On Thu, Jul 16, 2020 at 3:42 PM Larry Garfield <la...@garfieldtech.com> wrote:
>
> After some discussion, the namespacing proposal has been again updated.  Two 
> major changes:
>
> 1) Only engine code goes in \PHP.  There's a separate \Ext namespace for 
> extensions, whether bundled or PECL.
>
> 2) It establishes that an index will be maintained on the Wiki listing what 
> namespaces are already claimed.
>
> https://wiki.php.net/rfc/php_namespace_policy
>
> This is probably (I hope) the final edit of consequence before voting.  Speak 
> now or forever hold your peace. :-)

Chiming in to formally oppose `\Ext`. I don't think it holds much
value for a few reasons:

  1. If all extensions are in the same namespace then they have to
work out conflicts between themselves anyway. This would not have
helped mongo and mongodb, for instance, nor memcache and memcached.
  2. I don't think this is solving any problems, really:
    - Code can move from PHP land to an extension and back again.
Should the namespace change just because it moved one way or the
other? I vote no.
    - It's more typing for... what gain, exactly?

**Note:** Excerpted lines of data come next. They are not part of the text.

//! HasMany - one-to-many, foreign key on each related record

use std::collections::HashSet;

use serde::{Deserialize, Serialize};
use serde_json::Value;

use crate::error::OrmResult;
use crate::normalize::NormalizedData;
use crate::query::{fetch_related, EagerLoadSpec};
use crate::relationships::dictionary::{build_many_dictionary, field_key, ids_of};
use crate::relationships::Relation;
use crate::schema::SchemaRegistry;
use crate::store::Store;
use crate::Record;

#[derive(Debug, Clone, PartialEq, Eq, Serialize, Deserialize)]
pub struct HasMany {
    pub related: String,
    pub foreign_key: String,
    pub local_key: String,
}

impl HasMany {
    pub fn new(
        related: impl Into<String>,
        foreign_key: impl Into<String>,
        local_key: impl Into<String>,
    ) -> Self {
        Self {
            related: related.into(),
            foreign_key: foreign_key.into(),
            local_key: local_key.into(),
        }
    }
}

impl Relation for HasMany {
    fn related_entity(&self) -> Option<&str> {
        Some(&self.related)
    }

    fn is_collection(&self) -> bool {
        true
    }

    fn attach(
        &self,
        name: &str,
        parent_entity: &str,
        parent_id: &str,
        _registry: &SchemaRegistry,
        data: &mut NormalizedData,
    ) -> OrmResult<()> {
        let Some(parent) = data.record(parent_entity, parent_id) else {
            return Ok(());
        };
        let local = parent
            .get(&self.local_key)
            .filter(|value| !value.is_null())
            .cloned();
        let related_ids = ids_of(parent.get(name));
        let Some(local) = local else {
            return Ok(());
        };
        for related_id in related_ids {
            if let Some(related) = data.record_mut(&self.related, &related_id) {
                if related.get(&self.foreign_key).map_or(true, Value::is_null) {
                    related.insert(self.foreign_key.clone(), local.clone());
                }
            }
        }
        Ok(())
    }

    fn load(
        &self,
        store: &Store,
        _parent_entity: &str,
        name: &str,
        records: &mut [Record],
        spec: &EagerLoadSpec,
    ) -> OrmResult<()> {
        let keys: HashSet<String> = records
            .iter()
            .filter_map(|record| field_key(record, &self.local_key))
            .collect();
        let rows = fetch_related(store, &self.related, spec, |row| {
            field_key(row, &self.foreign_key).is_some_and(|key| keys.contains(&key))
        })?;
        let dictionary = build_many_dictionary(&rows, &self.foreign_key);
        for record in records {
            let matched = field_key(record, &self.local_key)
                .and_then(|key| dictionary.get(&key))
                .map(|rows| rows.iter().cloned().map(Value::Object).collect())
                .unwrap_or_default();
            record.insert(name.to_string(), Value::Array(matched));
        }
        Ok(())
    }
}
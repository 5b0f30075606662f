//! Query builder state

use std::fmt;

use crate::error::OrmResult;
use crate::query::has::HasFilter;
use crate::query::ordering::Order;
use crate::query::where_clause::Condition;
use crate::query::with::EagerLoadSpec;
use crate::store::Store;

/// Fluent query over a single entity's table.
///
/// Built from [`Store::query`]; consuming executors live in the
/// execution module.
pub struct Query<'a> {
    pub(crate) store: &'a Store,
    pub(crate) entity: String,
    pub(crate) conditions: Vec<Condition>,
    pub(crate) orders: Vec<Order>,
    pub(crate) limit: Option<usize>,
    pub(crate) offset: usize,
    pub(crate) loads: Vec<EagerLoadSpec>,
    pub(crate) has_filters: Vec<HasFilter>,
}

impl<'a> Query<'a> {
    /// Unknown entities error here, at the outermost call.
    pub(crate) fn new(store: &'a Store, entity: &str) -> OrmResult<Self> {
        store.registry().schema(entity)?;
        Ok(Self {
            store,
            entity: entity.to_string(),
            conditions: Vec::new(),
            orders: Vec::new(),
            limit: None,
            offset: 0,
            loads: Vec::new(),
            has_filters: Vec::new(),
        })
    }

    /// Entity this query reads from.
    pub fn entity(&self) -> &str {
        &self.entity
    }

    /// Cap the result at `limit` records, applied after filtering,
    /// sorting, and the offset.
    pub fn limit(mut self, limit: usize) -> Self {
        self.limit = Some(limit);
        self
    }

    /// Skip the first `offset` records of the filtered, sorted result.
    pub fn offset(mut self, offset: usize) -> Self {
        self.offset = offset;
        self
    }
}

impl fmt::Debug for Query<'_> {
    fn fmt(&self, f: &mut fmt::Formatter<'_>) -> fmt::Result {
        f.debug_struct("Query")
            .field("entity", &self.entity)
            .field("conditions", &self.conditions.len())
            .field("orders", &self.orders)
            .field("limit", &self.limit)
            .field("offset", &self.offset)
            .field("loads", &self.loads.len())
            .field("has_filters", &self.has_filters.len())
            .finish()
    }
}
//! Error types for the trellis ORM core
//!
//! Every fallible operation in the crate returns [`OrmResult`]. Malformed
//! calls surface a descriptive [`OrmError`]; absent data never errors and
//! resolves to empty results instead.

/// Result type alias for ORM operations
pub type OrmResult<T> = Result<T, OrmError>;

/// Error types for ORM operations
#[derive(Debug, thiserror::Error)]
pub enum OrmError {
    /// Entity name not present in the schema registry
    #[error("entity '{0}' is not registered")]
    UnknownEntity(String),

    /// Malformed schema declaration or payload shape
    #[error("schema error: {0}")]
    Schema(String),

    /// Invalid arguments to an update call
    #[error("invalid update: {0}")]
    InvalidUpdate(String),

    /// JSON conversion failure
    #[error("serialization error: {0}")]
    Serialization(#[from] serde_json::Error),
}
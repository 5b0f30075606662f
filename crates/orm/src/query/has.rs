//! Existence filters - constrain base records by related-record counts
//!
//! A filter loads the relation path onto a throwaway copy of the table,
//! counts the loaded rows per record, and reduces to an id-membership
//! condition joined with AND. Dotted paths count the leaf level, summed
//! across intermediate collections.

use std::collections::HashSet;
use std::rc::Rc;

use serde_json::Value;

use crate::error::{OrmError, OrmResult};
use crate::query::builder::Query;
use crate::query::with::{eager_load_into, EagerLoadSpec, QueryScope};
use crate::schema::ID_FIELD;
use crate::store::Store;
use crate::Record;

#[derive(Debug, Clone, Copy, PartialEq, Eq)]
enum CountOp {
    Eq,
    Ne,
    Gt,
    Ge,
    Lt,
    Le,
}

impl CountOp {
    fn parse(operator: &str) -> OrmResult<Self> {
        match operator {
            "=" | "==" => Ok(Self::Eq),
            "!=" | "<>" => Ok(Self::Ne),
            ">" => Ok(Self::Gt),
            ">=" => Ok(Self::Ge),
            "<" => Ok(Self::Lt),
            "<=" => Ok(Self::Le),
            other => Err(OrmError::Schema(format!(
                "unsupported count operator '{other}'"
            ))),
        }
    }

    fn compare(self, count: i64, value: i64) -> bool {
        match self {
            Self::Eq => count == value,
            Self::Ne => count != value,
            Self::Gt => count > value,
            Self::Ge => count >= value,
            Self::Lt => count < value,
            Self::Le => count <= value,
        }
    }
}

pub(crate) struct HasFilter {
    path: String,
    op: CountOp,
    count: i64,
    negate: bool,
    constraints: Vec<QueryScope>,
}

impl HasFilter {
    /// Spec chain for the dotted path; constraints apply to the first
    /// relation level.
    fn spec(&self) -> EagerLoadSpec {
        let mut spec: Option<EagerLoadSpec> = None;
        for segment in self.path.rsplit('.') {
            let mut node = EagerLoadSpec::named(segment.trim());
            if let Some(child) = spec.take() {
                node.nested.push(child);
            }
            spec = Some(node);
        }
        let mut spec = spec.unwrap_or_else(|| EagerLoadSpec::named(self.path.as_str()));
        spec.constraints.clone_from(&self.constraints);
        spec
    }

    /// Table keys of the base records the filter keeps.
    pub(crate) fn matching_ids(&self, store: &Store, entity: &str) -> OrmResult<HashSet<String>> {
        let mut rows: Vec<Record> = store.table(entity)?.values().cloned().collect();
        let spec = self.spec();
        eager_load_into(store, entity, &mut rows, std::slice::from_ref(&spec))?;
        let segments: Vec<&str> = self.path.split('.').collect();
        let mut ids = HashSet::new();
        for row in &rows {
            let count = count_path(row, &segments);
            if self.op.compare(count, self.count) != self.negate {
                if let Some(id) = row.get(ID_FIELD).and_then(Value::as_str) {
                    ids.insert(id.to_string());
                }
            }
        }
        Ok(ids)
    }
}

fn count_path(record: &Record, segments: &[&str]) -> i64 {
    let Some((head, rest)) = segments.split_first() else {
        return 0;
    };
    match record.get(*head) {
        Some(Value::Array(items)) => {
            if rest.is_empty() {
                items.len() as i64
            } else {
                items
                    .iter()
                    .filter_map(Value::as_object)
                    .map(|item| count_path(item, rest))
                    .sum()
            }
        }
        Some(Value::Object(inner)) => {
            if rest.is_empty() {
                1
            } else {
                count_path(inner, rest)
            }
        }
        _ => 0,
    }
}

impl<'a> Query<'a> {
    fn push_has(
        mut self,
        path: &str,
        op: CountOp,
        count: i64,
        negate: bool,
        constraints: Vec<QueryScope>,
    ) -> Self {
        self.has_filters.push(HasFilter {
            path: path.to_string(),
            op,
            count,
            negate,
            constraints,
        });
        self
    }

    /// Keep records with at least one related record under `path`.
    pub fn has(self, path: &str) -> Self {
        self.push_has(path, CountOp::Ge, 1, false, Vec::new())
    }

    /// Keep records with at least `count` related records.
    pub fn has_count(self, path: &str, count: i64) -> Self {
        self.push_has(path, CountOp::Ge, count, false, Vec::new())
    }

    /// Keep records whose related count satisfies `operator` (`=`, `!=`,
    /// `>`, `>=`, `<`, `<=`) against `count`.
    pub fn has_op(self, path: &str, operator: &str, count: i64) -> OrmResult<Self> {
        let op = CountOp::parse(operator)?;
        Ok(self.push_has(path, op, count, false, Vec::new()))
    }

    /// Keep records with no related records under `path`.
    pub fn has_not(self, path: &str) -> Self {
        self.push_has(path, CountOp::Ge, 1, true, Vec::new())
    }

    /// Existence filter with a constraint on the relation's sub-query.
    pub fn where_has<F>(self, path: &str, constraint: F) -> Self
    where
        F: for<'q> Fn(Query<'q>) -> Query<'q> + 'static,
    {
        self.push_has(path, CountOp::Ge, 1, false, vec![Rc::new(constraint)])
    }

    /// Inverse existence filter with a constraint: keep records with no
    /// related record satisfying it.
    pub fn where_has_not<F>(self, path: &str, constraint: F) -> Self
    where
        F: for<'q> Fn(Query<'q>) -> Query<'q> + 'static,
    {
        self.push_has(path, CountOp::Ge, 1, true, vec![Rc::new(constraint)])
    }
}

#[cfg(test)]
mod tests {
    use super::*;
    use serde_json::json;

    fn to_record(value: Value) -> Record {
        match value {
            Value::Object(map) => map,
            _ => Record::new(),
        }
    }

    #[test]
    fn count_path_over_arrays_and_objects() {
        let record = to_record(json!({
            "posts": [
                { "comments": [{}, {}] },
                { "comments": [{}] },
            ],
            "profile": { "avatar": {} },
        }));
        assert_eq!(count_path(&record, &["posts"]), 2);
        assert_eq!(count_path(&record, &["posts", "comments"]), 3);
        assert_eq!(count_path(&record, &["profile"]), 1);
        assert_eq!(count_path(&record, &["missing"]), 0);
    }

    #[test]
    fn count_operator_parsing() {
        assert!(CountOp::parse(">=").is_ok());
        assert!(CountOp::parse("<>").is_ok());
        assert!(matches!(
            CountOp::parse("~"),
            Err(OrmError::Schema(_))
        ));
    }
}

I'm strongly in the "make namespace short and flat" camp. Deeply
nested namespaces make more sense when you need to distinguish between
projects within a company, for a contrived example
`Amazon\WebServices\SDK`. I can see there being multiple projects with
Amazon, and I can see there being multiple WebServices projects.
Removing a namespace segment doesn't make a lot of sense either,
except for perhaps collapsing the first two to `AWS` but this is just
another point to my short and flat camp. This deeply nested company
organization is not the territory we are in as a project, so we should
keep it simple and keep our namespace short and simple.